まず最初に示すのは携帯電話(従来型携帯電話とスマートフォン双方。インターネットへの接続ができることが前提)を使って、宿題をすることがしばしば、あるいは時々ある人の割合。学校で利用を禁止しているか否かの問題もあるが、全体では35%が使っていると回答している。
↑ しばしば・時々自分の宿題をする時に携帯電話を使う(アメリカ合衆国、13-17歳)(2018年3-4月)
人種別では黒人がやや少なく、ヒスパニックが多い。他方世帯年収別では明確に低年収の方が高い値を示している。単純に低年収の方が携帯電話を利用している率が高いのではなく、宿題のサポートとしてはもっと使いやすいであろうパソコンを利用する環境が無いため、代替手段として携帯電話を使っていることが推測できる。
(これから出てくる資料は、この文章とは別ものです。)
//! Unsplash API client for category and search images
//!
//! Uses async reqwest for non-blocking HTTP requests. Responses are read as
//! text and parsed with serde_json so that malformed bodies surface as
//! `GalleryError::Parse` rather than transport errors.

use crate::config::ApiConfig;
use crate::error::{GalleryError, Result};
use crate::models::{Attribution, ImageDescriptor, ImageOrigin, DEFAULT_ACCENT_COLOR};
use serde::Deserialize;

const USER_AGENT: &str = "pin_gallery/0.1";

/// Unsplash photo record
#[derive(Debug, Clone, Deserialize)]
pub struct UnsplashPhoto {
    pub id: String,
    pub urls: PhotoUrls,
    #[serde(default)]
    pub alt_description: Option<String>,
    #[serde(default)]
    pub description: Option<String>,
    #[serde(default)]
    pub likes: u32,
    #[serde(default)]
    pub color: Option<String>,
    #[serde(default)]
    pub blur_hash: Option<String>,
    pub user: PhotoUser,
    #[serde(default)]
    pub tags: Option<Vec<PhotoTag>>,
}

#[derive(Debug, Clone, Deserialize)]
pub struct PhotoUrls {
    pub regular: String,
    #[serde(default)]
    pub small: Option<String>,
}

#[derive(Debug, Clone, Deserialize)]
pub struct PhotoUser {
    #[serde(default)]
    pub id: String,
    #[serde(default)]
    pub name: Option<String>,
    pub username: String,
    #[serde(default)]
    pub profile_image: Option<ProfileImage>,
    #[serde(default)]
    pub links: Option<UserLinks>,
}

#[derive(Debug, Clone, Deserialize)]
pub struct ProfileImage {
    pub small: Option<String>,
}

#[derive(Debug, Clone, Deserialize)]
pub struct UserLinks {
    pub html: Option<String>,
}

#[derive(Debug, Clone, Deserialize)]
pub struct PhotoTag {
    pub title: String,
}

/// `/search/photos` response envelope
#[derive(Debug, Deserialize)]
struct SearchResponse {
    results: Vec<UnsplashPhoto>,
}

impl PhotoUser {
    /// Display name, falling back to the username
    pub fn display_name(&self) -> &str {
        self.name
            .as_deref()
            .filter(|n| !n.is_empty())
            .unwrap_or(&self.username)
    }

    pub fn avatar(&self) -> Option<&str> {
        self.profile_image.as_ref()?.small.as_deref()
    }

    /// Public profile page
    pub fn profile_link(&self) -> String {
        self.links
            .as_ref()
            .and_then(|l| l.html.clone())
            .unwrap_or_else(|| format!("https://unsplash.com/@{}", self.username))
    }
}

impl UnsplashPhoto {
    /// First tag title, used as the pin category
    pub fn first_tag(&self) -> Option<&str> {
        self.tags.as_ref()?.first().map(|t| t.title.as_str())
    }

    /// Convert to an image descriptor; `category` fills in missing alt text
    pub fn to_descriptor(&self, category: &str) -> ImageDescriptor {
        ImageDescriptor {
            url: self.urls.regular.clone(),
            alt: self
                .alt_description
                .clone()
                .filter(|a| !a.is_empty())
                .unwrap_or_else(|| category.to_string()),
            attribution: Some(Attribution {
                name: self.user.display_name().to_string(),
                profile_link: self.user.profile_link(),
                username: self.user.username.clone(),
            }),
            accent_color: self
                .color
                .clone()
                .unwrap_or_else(|| DEFAULT_ACCENT_COLOR.to_string()),
            blur_hash: self.blur_hash.clone(),
            origin: ImageOrigin::Remote,
        }
    }
}

/// Thin async client over the Unsplash REST API
#[derive(Debug, Clone)]
pub struct UnsplashClient {
    client: reqwest::Client,
    config: ApiConfig,
}

impl UnsplashClient {
    pub fn new(config: ApiConfig) -> Self {
        Self {
            client: reqwest::Client::new(),
            config,
        }
    }

    pub fn base_url(&self) -> &str {
        &self.config.base_url
    }

    /// Fetch `count` random photos matching a category query
    pub async fn random_photos(&self, query: &str, count: usize) -> Result<Vec<UnsplashPhoto>> {
        let url = format!(
            "{}/photos/random?query={}&count={}&client_id={}",
            self.config.base_url,
            urlencoding::encode(query),
            count,
            urlencoding::encode(&self.config.access_key)
        );

        log::debug!("Fetching {} random photos for '{}'", count, query);

        let response = self
            .client
            .get(&url)
            .header("User-Agent", USER_AGENT)
            .send()
            .await?;

        if !response.status().is_success() {
            return Err(GalleryError::HttpStatus(response.status()));
        }

        let body = response.text().await?;
        Ok(serde_json::from_str(&body)?)
    }

    /// Keyword search, one page at a time
    pub async fn search_photos(
        &self,
        query: &str,
        page: u32,
        per_page: usize,
    ) -> Result<Vec<UnsplashPhoto>> {
        let url = format!(
            "{}/search/photos?query={}&page={}&per_page={}",
            self.config.base_url,
            urlencoding::encode(query),
            page.max(1),
            per_page
        );

        log::debug!("Searching photos for '{}' (page {})", query, page);

        let response = self
            .client
            .get(&url)
            .header("User-Agent", USER_AGENT)
            .header("Authorization", format!("Client-ID {}", self.config.access_key))
            .send()
            .await?;

        if !response.status().is_success() {
            return Err(GalleryError::HttpStatus(response.status()));
        }

        let body = response.text().await?;
        let search: SearchResponse = serde_json::from_str(&body)?;
        Ok(search.results)
    }
}

#[cfg(test)]
#[path = "unsplash_tests.rs"]
mod tests;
それを裏付けるのが次の設問。パソコンやインターネットへの接続環境を得られないため、宿題が満足にできないことがしばしば・時々あるとの設問に、全体では17%が同意を示しているが、世帯年収別では低年収ほど高い値が計上されている。
↑ パソコンやインターネットへの接続環境が満足に得られないので宿題を終わらせることができないことがしばしば・時々ある(アメリカ合衆国、13-17歳)(2018年3-4月)
人種別では黒人においてもっとも高い値を示しており、黒人における低年収世帯の比率が高いことをうかがわせる値となっている。
自宅にインターネット環境が満足に整備されていない、携帯電話を持っているが通信料金を考えると自由に使えないなどの事情から、公共のWi-Fiを使うという選択肢を選ぶ場合もあるだろう。この回答率もやはり低年収世帯、黒人の値が高いものとなっている。
↑ 自宅にインターネット接続環境が無いので公共Wi-Fiを使って宿題をやることがしばしば・時々ある(アメリカ合衆国、13-17歳)(2018年3-4月)
全体では12%に留まっているが、3万ドル未満の世帯では21%、黒人では21%となっている。自宅に十分なブロードバンド環境が整備されている、あるいは携帯電話を用いるにしても通信料金をあまり気にすることが無ければ、わざわざ公共Wi-Fiを使う必要は無い。
インターネットを使って宿題ができない状況は、例えば外国語を学習する際にその言語の辞書が使えない、自宅に保有しておらず図書館まで足を運ばないと利用できないようなもの。宿題が満足にできる・できないの環境の差は、当然勉強そのものの環境のよし悪しとなり、子供の学力向上の上での格差につながっていく。デジタル格差は多分にお金の問題によるものだが、それが子供の学力の差にもつながる可能性を示唆する結果には違いない。